At Gulshan, the BNP has simply been making a comedy and then a farce of politics. You only have to think of the politicians and workers who have chosen to be beside their leader as she wages her battle for 'democracy.' These politicians and workers, we are being told by Selima Rahman, are starving because the food vans are being turned away by the police. Well, they have a very simple way, assuming that they are famished, of overcoming the problem: they can all go back home. Don't these politicians and workers have wives and husbands and children back home? Don't their families cook and eat in the comfort of home? Why must they think they are doing the nation a huge favour by staying in their chairperson's office and hoping that their means of nutritional sustenance will come from outside? If the fear of arrest, once they step outside the gates of the office, holds them back, that too is no good reason either for them to spend days and weeks on those premises.

Imagine the many complications attendant on the refusal of the BNP chief and her loyalists to go back home and bring back a semblance of social normalcy in their lives. Home is that one place from where they can shape their politics, perhaps even reinvent it. But at the Gulshan office, the logistics available to cater to such a large number of people as are now resident there are not enough. There is the matter of toilet facilities. People need to shower, to shave, to brush their teeth, to relax on chairs, to sleep in comfortable beds. Yet the stubbornness, beginning at the top and coming all the way down to the most humble party worker, has now turned the BNP story into a farce. It is bizarre. It is unprecedented.
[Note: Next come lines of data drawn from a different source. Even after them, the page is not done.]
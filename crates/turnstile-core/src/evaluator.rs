//! # Evaluator: Admission Algorithm
//!
//! Applies one route's policy to one request:
//!
//! ```text
//! Init ─► ContentChecked ─┬─ mode none ─────────────────────────► Allowed (anonymous)
//!    │                    └─► try schemes in order ─┬─ success ─► RoleChecked ─► Allowed
//!    │                                              │                   └──────► Forbidden
//!    │                                              ├─ unavailable ────────────► ServerError
//!    │                                              └─► SchemesExhausted ─┬─ optional ─► Allowed (anonymous)
//!    │                                                                    └─ required ─► Unauthorized
//!    └─ content type refused ─────────────────────────────────────────────────────────► BadRequest
//! ```
//!
//! The first scheme that succeeds wins; later schemes are not consulted.
//! No state is revisited and nothing is retried within one evaluation.
//!
//! Evaluation holds no lock and spawns no task. Dropping the returned future
//! cancels whichever `verify` call is in flight.

use std::fmt;
use std::sync::Arc;
use std::time::Duration;

use http::request::Parts;
use tracing::{debug, error, warn};

use crate::content::check_content_type;
use crate::error::{ConfigError, Outcome, Rejection};
use crate::identity::{Credentials, Identity};
use crate::policy::{AuthMode, ResolvedPolicy, RoutePolicy};
use crate::registry::SchemeRegistry;
use crate::scheme::{Scheme, SchemeError};

/// A route's policy bound to the schemes it will call.
#[derive(Clone)]
pub struct Evaluator {
    policy: ResolvedPolicy,
    schemes: Vec<(Arc<str>, Arc<dyn Scheme>)>,
    verify_timeout: Option<Duration>,
}

impl Evaluator {
    /// Check `policy` against `registry` and bind it to its schemes.
    ///
    /// Every configuration mistake is reported here, never per request.
    pub fn new(registry: &SchemeRegistry, policy: &RoutePolicy) -> Result<Self, ConfigError> {
        let policy = policy.resolve(registry)?;
        let schemes = policy
            .schemes
            .iter()
            .map(|name| Ok((Arc::from(name.as_str()), registry.lookup(name)?)))
            .collect::<Result<Vec<_>, ConfigError>>()?;
        Ok(Self {
            policy,
            schemes,
            verify_timeout: None,
        })
    }

    /// Bound each `verify` call. A call that overruns counts as a failed
    /// attempt.
    pub fn with_verify_timeout(mut self, timeout: Duration) -> Self {
        self.verify_timeout = Some(timeout);
        self
    }

    /// The resolved policy.
    pub fn policy(&self) -> &ResolvedPolicy {
        &self.policy
    }

    /// The route's authentication mode.
    pub fn mode(&self) -> AuthMode {
        self.policy.mode
    }

    /// Decide whether `request` is admitted.
    ///
    /// `Ok(Some(_))` carries the winning scheme's credentials, `Ok(None)` an
    /// anonymous admission.
    pub async fn evaluate(&self, request: &Parts) -> Result<Option<Credentials>, Rejection> {
        let result = self.run(request).await;
        match &result {
            Ok(Some(creds)) => debug!(
                method = %request.method,
                path = request.uri.path(),
                scheme = creds.scheme(),
                subject = creds.identity().subject().unwrap_or("-"),
                outcome = %Outcome::Allowed,
                "request admitted"
            ),
            Ok(None) => debug!(
                method = %request.method,
                path = request.uri.path(),
                mode = %self.policy.mode,
                outcome = %Outcome::Allowed,
                "request admitted without credentials"
            ),
            Err(rejection @ Rejection::ServerError(_)) => error!(
                method = %request.method,
                path = request.uri.path(),
                outcome = %rejection.outcome(),
                reason = rejection.message(),
                "request evaluation failed"
            ),
            Err(rejection) => warn!(
                method = %request.method,
                path = request.uri.path(),
                outcome = %rejection.outcome(),
                reason = rejection.message(),
                "request rejected"
            ),
        }
        result
    }

    /// Evaluate `request` and record the result in its extensions.
    ///
    /// On admission, credentials left by anything upstream are replaced, or
    /// removed when the admission is anonymous.
    pub async fn admit(&self, request: &mut Parts) -> Result<Option<Credentials>, Rejection> {
        let admitted = self.evaluate(request).await?;
        match &admitted {
            Some(creds) => creds.clone().insert_into(&mut request.extensions),
            None => {
                request.extensions.remove::<Credentials>();
            }
        }
        Ok(admitted)
    }

    async fn run(&self, request: &Parts) -> Result<Option<Credentials>, Rejection> {
        check_content_type(&self.policy.allow, &request.headers)?;

        if self.policy.mode == AuthMode::None {
            return Ok(None);
        }

        let mut failures = Vec::with_capacity(self.schemes.len());
        for (name, scheme) in &self.schemes {
            match self.verify(scheme.as_ref(), request).await {
                Ok(identity) => {
                    let creds = Credentials::new(identity, Arc::clone(name));
                    self.check_roles(&creds)?;
                    return Ok(Some(creds));
                }
                Err(SchemeError::Unavailable(reason)) => {
                    return Err(Rejection::ServerError(format!(
                        "scheme \"{name}\" unavailable: {reason}"
                    )));
                }
                Err(err) => {
                    debug!(scheme = %name, error = %err, "scheme did not verify request");
                    failures.push(Failure {
                        scheme: Arc::clone(name),
                        error: err,
                    });
                }
            }
        }

        match self.policy.mode {
            AuthMode::Optional => Ok(None),
            _ => Err(Rejection::Unauthorized(FailureList(&failures).to_string())),
        }
    }

    async fn verify(
        &self,
        scheme: &dyn Scheme,
        request: &Parts,
    ) -> Result<Arc<dyn Identity>, SchemeError> {
        match self.verify_timeout {
            Some(limit) => tokio::time::timeout(limit, scheme.verify(request))
                .await
                .unwrap_or(Err(SchemeError::TimedOut)),
            None => scheme.verify(request).await,
        }
    }

    fn check_roles(&self, creds: &Credentials) -> Result<(), Rejection> {
        let roles = &self.policy.roles;
        if roles.is_empty() || roles.iter().any(|role| creds.has_role(role)) {
            return Ok(());
        }
        Err(Rejection::Forbidden(format!(
            "requires one of roles [{}]",
            roles.join(", ")
        )))
    }
}

impl fmt::Debug for Evaluator {
    fn fmt(&self, f: &mut fmt::Formatter<'_>) -> fmt::Result {
        f.debug_struct("Evaluator")
            .field("policy", &self.policy)
            .field("verify_timeout", &self.verify_timeout)
            .finish()
    }
}

struct Failure {
    scheme: Arc<str>,
    error: SchemeError,
}

struct FailureList<'a>(&'a [Failure]);

impl fmt::Display for FailureList<'_> {
    fn fmt(&self, f: &mut fmt::Formatter<'_>) -> fmt::Result {
        f.write_str("no scheme accepted the request")?;
        for (i, failure) in self.0.iter().enumerate() {
            let sep = if i == 0 { " (" } else { "; " };
            write!(f, "{sep}{}: {}", failure.scheme, failure.error)?;
        }
        if !self.0.is_empty() {
            f.write_str(")")?;
        }
        Ok(())
    }
}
For perhaps the only time in the history of politics has a political party opted to eat out of others' hands, to refuse to have its activists go home to their families.

Here's a final thought: even as Selima Rahman speaks of famine-like conditions at her party leader's office, even as all those lower level leaders and activists have abjured all thoughts of home, there is the eerie, soul-shattering feeling taking hold of our sensibilities – one that relates to all the families ruined when their parents, sons, and daughters were put to the blockade torch in all the questionable refinement of cruelty.

Syed Badrul Ahsan is a journalist, current affairs commentator, and columnist.